### WORK TASK
Within the entries below, find the portion that opens with the line containing "- id: zother" and closes with the line containing "assert!(service.inherited);". Retype that portion exactly and only.

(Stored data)
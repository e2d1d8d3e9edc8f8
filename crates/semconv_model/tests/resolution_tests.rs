//! Integration tests for parsing and resolving a multi-file conventions
//! corpus.

use std::fs;

use semconv_model::group::parse_groups;
use semconv_model::{doc, ConventionSet, ValidationContext};

const NETWORK_YAML: &str = "\
groups:
  - id: network
    type: attribute_group
    prefix: net.peer
    brief: Network attributes
    attributes:
      - id: ip
        type: string
        brief: 'Remote IP'
        examples: ['127.0.0.1']
      - id: port
        type: int
        brief: 'Remote port'
        note: 'Canonical note'
        examples: [80]
      - id: name
        type: string
        brief: 'Remote name'
        examples: ['example.com']
";

const HTTP_YAML: &str = "\
groups:
  - id: http
    type: span
    prefix: http
    brief: HTTP spans
    attributes:
      - id: method
        type: string
        brief: 'HTTP method'
        examples: ['GET']
";

const RPC_YAML: &str = "\
groups:
  - id: rpc
    type: span
    prefix: rpc
    brief: RPC spans
    attributes:
      - id: service
        type: string
        brief: 'Service name'
        examples: ['svc']
    constraints:
      - include: network
  - id: rpc.client
    type: span
    extends: rpc
    prefix: rpc.client
    brief: RPC client spans
    attributes:
      - ref: net.peer.port
        brief: 'Override brief'
        note: 'Not overridden by resolution'
      - id: name
        type: string
        brief: 'Client name'
        examples: ['client']
    constraints:
      - include: http
  - id: zz.rpc.client
    type: span
    extends: rpc.client
    prefix: zz
    brief: Deepest client spans
    attributes:
      - id: attr
        type: boolean
        brief: 'Extra flag'
    constraints:
      - include: zother
  - id: zother
    type: attribute_group
    prefix: zother
    brief: Other attributes
    attributes:
      - id: hostname
        type: string
        brief: 'Hostname'
        examples: ['host']
";

fn full_corpus() -> ConventionSet {
    let mut set = ConventionSet::new(true);
    set.parse_str("network.yaml", NETWORK_YAML);
    set.parse_str("http.yaml", HTTP_YAML);
    set.parse_str("rpc.yaml", RPC_YAML);
    assert!(!set.has_error());
    set.finish().unwrap();
    set
}

#[test]
fn test_include_and_extends_one_level() {
    let set = full_corpus();
    let client = set.get_group("rpc.client").unwrap();
    let fqns: Vec<&str> = client
        .attributes_and_templates()
        .iter()
        .map(|a| a.fqn.as_str())
        .collect();
    assert_eq!(
        fqns,
        vec![
            "http.method",
            "net.peer.ip",
            "net.peer.name",
            "net.peer.port",
            "rpc.client.name",
            "rpc.service",
        ]
    );

    // Propagated through include on the parent, then through extends.
    let ip = &client.attrs_by_name["net.peer.ip"];
    assert!(ip.imported);
    assert!(ip.inherited);

    // Declared on the parent, inherited by the child.
    let service = &client.attrs_by_name["rpc.service"];
    assert!(service.inherited);
    assert!(!service.imported);

    // Included directly into the child.
    let method = &client.attrs_by_name["http.method"];
    assert!(method.imported);
    assert!(!method.inherited);

    // Declared locally.
    assert!(client.attrs_by_name["rpc.client.name"].is_local());
}

#[test]
fn test_local_ref_overrides_inherited_copy() {
    let set = full_corpus();
    let client = set.get_group("rpc.client").unwrap();
    let port = &client.attrs_by_name["net.peer.port"];
    assert!(port.is_local());
    assert_eq!(port.attr_id.as_deref(), Some("port"));
    assert_eq!(port.brief, "Override brief");
    assert_eq!(port.note, "Not overridden by resolution");
    // The declaring occurrence keeps its own text.
    let canonical = set.lookup_attribute("net.peer.port").unwrap();
    assert_eq!(canonical.brief, "Remote port");
    assert_eq!(canonical.note, "Canonical note");
}

#[test]
fn test_two_level_extends_with_include() {
    let set = full_corpus();
    let deepest = set.get_group("zz.rpc.client").unwrap();
    let fqns: Vec<&str> = deepest
        .attributes_and_templates()
        .iter()
        .map(|a| a.fqn.as_str())
        .collect();
    assert_eq!(
        fqns,
        vec![
            "http.method",
            "net.peer.ip",
            "net.peer.name",
            "net.peer.port",
            "rpc.client.name",
            "rpc.service",
            "zother.hostname",
            "zz.attr",
        ]
    );

    let hostname = &deepest.attrs_by_name["zother.hostname"];
    assert!(hostname.imported);
    assert!(!hostname.inherited);

    // The grandchild sees the child's override, flagged as inherited.
    let port = &deepest.attrs_by_name["net.peer.port"];
    assert!(port.inherited);
    assert_eq!(port.brief, "Override brief");

    assert!(deepest.attrs_by_name["zz.attr"].is_local());
}

#[test]
fn test_ref_inherits_examples_from_declaration() {
    let set = full_corpus();
    let client = set.get_group("rpc.client").unwrap();
    let port = &client.attrs_by_name["net.peer.port"];
    assert!(port.examples.is_some());
}

#[test]
fn test_anyof_inherited_through_extends_and_bound() {
    let mut set = ConventionSet::new(true);
    set.parse_str(
        "base.yaml",
        "groups:\n  - id: base\n    type: span\n    prefix: base\n    brief: b\n    attributes:\n      - id: first\n        type: int\n        brief: f\n      - id: second\n        type: int\n        brief: s\n    constraints:\n      - any_of:\n          - [base.first]\n          - [base.second]\n  - id: child\n    type: span\n    extends: base\n    brief: c\n",
    );
    set.finish().unwrap();

    let child = set.get_group("child").unwrap();
    let any_of = child.any_of_constraints().next().unwrap();
    assert!(any_of.inherited);
    assert_eq!(any_of.choice_list_attributes.len(), 2);
    assert_eq!(any_of.choice_list_attributes[0][0].fqn, "base.first");

    let base = set.get_group("base").unwrap();
    assert!(!base.any_of_constraints().next().unwrap().inherited);
}

#[test]
fn test_repeated_finish_reaches_same_state() {
    let mut set = full_corpus();
    let before: Vec<String> = set
        .get_group("zz.rpc.client")
        .unwrap()
        .attributes_and_templates()
        .iter()
        .map(|a| a.fqn.clone())
        .collect();
    let constraints_before = set.get_group("zz.rpc.client").unwrap().constraints.len();

    set.finish().unwrap();
    assert!(!set.has_error());
    let after: Vec<String> = set
        .get_group("zz.rpc.client")
        .unwrap()
        .attributes_and_templates()
        .iter()
        .map(|a| a.fqn.clone())
        .collect();
    assert_eq!(before, after);
    assert_eq!(
        constraints_before,
        set.get_group("zz.rpc.client").unwrap().constraints.len()
    );
}

#[test]
fn test_lenient_mode_keeps_going() {
    let mut set = ConventionSet::new(false);
    set.parse_str(
        "sloppy.yaml",
        "groups:\n  - id: sloppy\n    type: span\n    brief: b\n    attributes:\n      - id: attr\n        type: int\n        brief: b\n        typo_key: oops\n",
    );
    assert!(!set.has_error());
    set.finish().unwrap();
    assert!(set.get_group("sloppy").is_some());
}

#[test]
fn test_strict_mode_pins_error_position() {
    let node = doc::load_str(
        "groups:\n  - id: sloppy\n    type: span\n    brief: b\n    attributes:\n      - id: attr\n        type: int\n        brief: b\n        typo_key: oops\n",
    )
    .unwrap();
    let ctx = ValidationContext::new("sloppy.yaml", true);
    let err = parse_groups(&node, &ctx).unwrap_err();
    let msg = err.to_string();
    assert!(msg.contains("Invalid keys: [typo_key]"), "{}", msg);
    assert!(msg.contains("@9:9"), "{}", msg);
    assert!(msg.contains("('attr')"), "{}", msg);
}

#[test]
fn test_parse_files_from_disk() {
    let dir = tempfile::tempdir().unwrap();
    fs::write(dir.path().join("network.yaml"), NETWORK_YAML).unwrap();
    fs::write(dir.path().join("rpc.yaml"), RPC_YAML).unwrap();
    fs::write(dir.path().join("http.yaml"), HTTP_YAML).unwrap();

    let mut set = ConventionSet::new(true);
    for name in ["network.yaml", "http.yaml", "rpc.yaml"] {
        set.parse_file(dir.path().join(name)).unwrap();
    }
    set.finish().unwrap();
    assert_eq!(set.len(), 6);
    assert!(set.lookup_attribute("net.peer.ip").is_some());
}

#[test]
fn test_set_wide_accessors() {
    let set = full_corpus();
    let all = set.attributes();
    assert!(all.iter().any(|a| a.fqn == "rpc.service"));
    // Imported and inherited copies are present per owning group.
    assert!(all.iter().filter(|a| a.fqn == "net.peer.ip").count() > 1);
    assert!(set.attribute_templates().is_empty());
}

#[test]
fn test_missing_file_is_an_io_error() {
    let mut set = ConventionSet::new(true);
    assert!(set.parse_file("/no/such/file.yaml").is_err());
}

### COMPLETED EXERCISE
  - id: zother
    type: attribute_group
    prefix: zother
    brief: Other attributes
    attributes:
      - id: hostname
        type: string
        brief: 'Hostname'
        examples: ['host']
";

fn full_corpus() -> ConventionSet {
    let mut set = ConventionSet::new(true);
    set.parse_str("network.yaml", NETWORK_YAML);
    set.parse_str("http.yaml", HTTP_YAML);
    set.parse_str("rpc.yaml", RPC_YAML);
    assert!(!set.has_error());
    set.finish().unwrap();
    set
}

#[test]
fn test_include_and_extends_one_level() {
    let set = full_corpus();
    let client = set.get_group("rpc.client").unwrap();
    let fqns: Vec<&str> = client
        .attributes_and_templates()
        .iter()
        .map(|a| a.fqn.as_str())
        .collect();
    assert_eq!(
        fqns,
        vec![
            "http.method",
            "net.peer.ip",
            "net.peer.name",
            "net.peer.port",
            "rpc.client.name",
            "rpc.service",
        ]
    );

    // Propagated through include on the parent, then through extends.
    let ip = &client.attrs_by_name["net.peer.ip"];
    assert!(ip.imported);
    assert!(ip.inherited);

    // Declared on the parent, inherited by the child.
    let service = &client.attrs_by_name["rpc.service"];
    assert!(service.inherited);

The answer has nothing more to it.